This blog post outlines a LogicApps workflow-based method to export documents, along with associated ACLs and metadata, from SharePoint to Azure Storage. Once in Azure Storage, these documents can be indexed using the Azure AI Search indexer.
SharePoint Online is quite popular for storing organizational documents. Many organizations use it due to its robust features for document management, collaboration, and integration with other Microsoft 365 services. SharePoint Online provides a secure, centralized location for storing documents, making it easier for everyone from organization to access and collaborate on files from the device of their choice. Retrieve-Augment-Generate (RAG) is a process used to infuse the large language model with organizational knowledge without explicitly fine tuning it which is a laborious process. RAG enhances the capabilities of language models by integrating them with external data sources, such as SharePoint documents. In this approach, documents stored in SharePoint are first converted into smaller text chunks and vector embeddings of the chunks, then saved into index store such as Azure AI Search. Embeddings are numerical representations capturing the semantic properties of the text. When a user submits a text query, the system retrieves relevant document chunks from the index based on best matching text and text embeddings. These retrieved document chunks are then used to augment the query, providing additional context and information to the large language model. Finally, the augmented query is processed by the language model to generate a more accurate and contextually relevant response. Azure AI Search provides a built-in connector for SharePoint Online, enabling document ingestion via a pull approach, currently in public preview. This blog post outlines a LogicApps workflow-based method to export documents, along with associated ACLs and metadata, from SharePoint to Azure Storage. Once in Azure Storage, these documents can be indexed using the Azure AI Search indexer.
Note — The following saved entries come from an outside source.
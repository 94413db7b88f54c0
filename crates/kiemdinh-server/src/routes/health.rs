use axum::extract::State;
use axum::{routing::get, Json, Router};
use serde::Serialize;

use crate::state::AppState;

/// Health check response payload.
#[derive(Serialize)]
pub struct HealthResponse {
    pub status: &'static str,
    /// Crate version from Cargo.toml.
    pub version: &'static str,
    /// Name of the loaded rule table.
    pub ruleset: String,
    pub ruleset_version: String,
}

/// GET /health -- returns service status and the loaded rule table version.
async fn health_check(State(state): State<AppState>) -> Json<HealthResponse> {
    Json(HealthResponse {
        status: "ok",
        version: env!("CARGO_PKG_VERSION"),
        ruleset: state.table.name().to_string(),
        ruleset_version: state.table.version().to_string(),
    })
}

/// Mount health check routes (root level, not under `/api/v1`).
pub fn router() -> Router<AppState> {
    Router::new().route("/health", get(health_check))
}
At a high level, two workflow groups (historic and ongoing) are created, but only one should be active at a time. The historic flow manages the export of all documents from SharePoint Online to initially populate the Azure AI Search index from Azure Storage where documents are exported to. This flow processes documents from a specified start date to the current date, incrementally considering documents created within a configurable time window before moving to the next time slice. The sliding time window approach ensures compliance with SharePoint throttling limits by preventing the export of all documents at once. This method enables a gradual and controlled document export process by targeting documents created in a specific time window.
Once the historical document export is complete, the ongoing export workflow should be activated (historic flow should be deactivated). This workflow exports documents from the timestamp when the historical export concluded up to the current date and time. The ongoing export workflow also accounts for documents created or modified since the last load and handles scenarios where documents are renamed at the source. Both workflows save the last exported timestamp in Azure Storage and use it as a starting point for every run.
Historic document export flow
Parent flow
- Recurs at every N hours. This is a configurable value. Usually export of historic documents requires many runs depending upon the total count of documents which could range from thousands to millions.
- Sets initial values for the sliding window variables - from_date_time_UTC, to_date_time_UTC
- from_date_time_UTC is read from the blob-history.txt file
- The to_date_time_UTC is set to from_date_time_UTC plus the increment days. If this increment results in a date greater than the current datetime, to_date_time_UTC is set to the current datetime
- Get the list of all SharePoint lists and Libraries using the built-in action
- Initialize the additional variables - files_to_process, files_to_process_temp, files_to_process_chunks
 Later, these variables facilitate the grouping of documents into smaller lists, with each group being passed to the child flow to enable scaling with parallel execution
- Loop through list of SharePoint Document libraries and lists
 - Focus only on Document library, ignore SharePoint list (Handle SharePoint list processing only if your specific use case requires it)
- Get the files within the document library and file properties where file creation timestamp falls between from_date_time_UTC and to_date_time_UTC
- Created JSON to capture the Document library name and id (this will be required in the child flow to export a document)
- Use Javascript to only retain the documents and ignore folders. The files and their properties also have folders as a separate item which we do not require.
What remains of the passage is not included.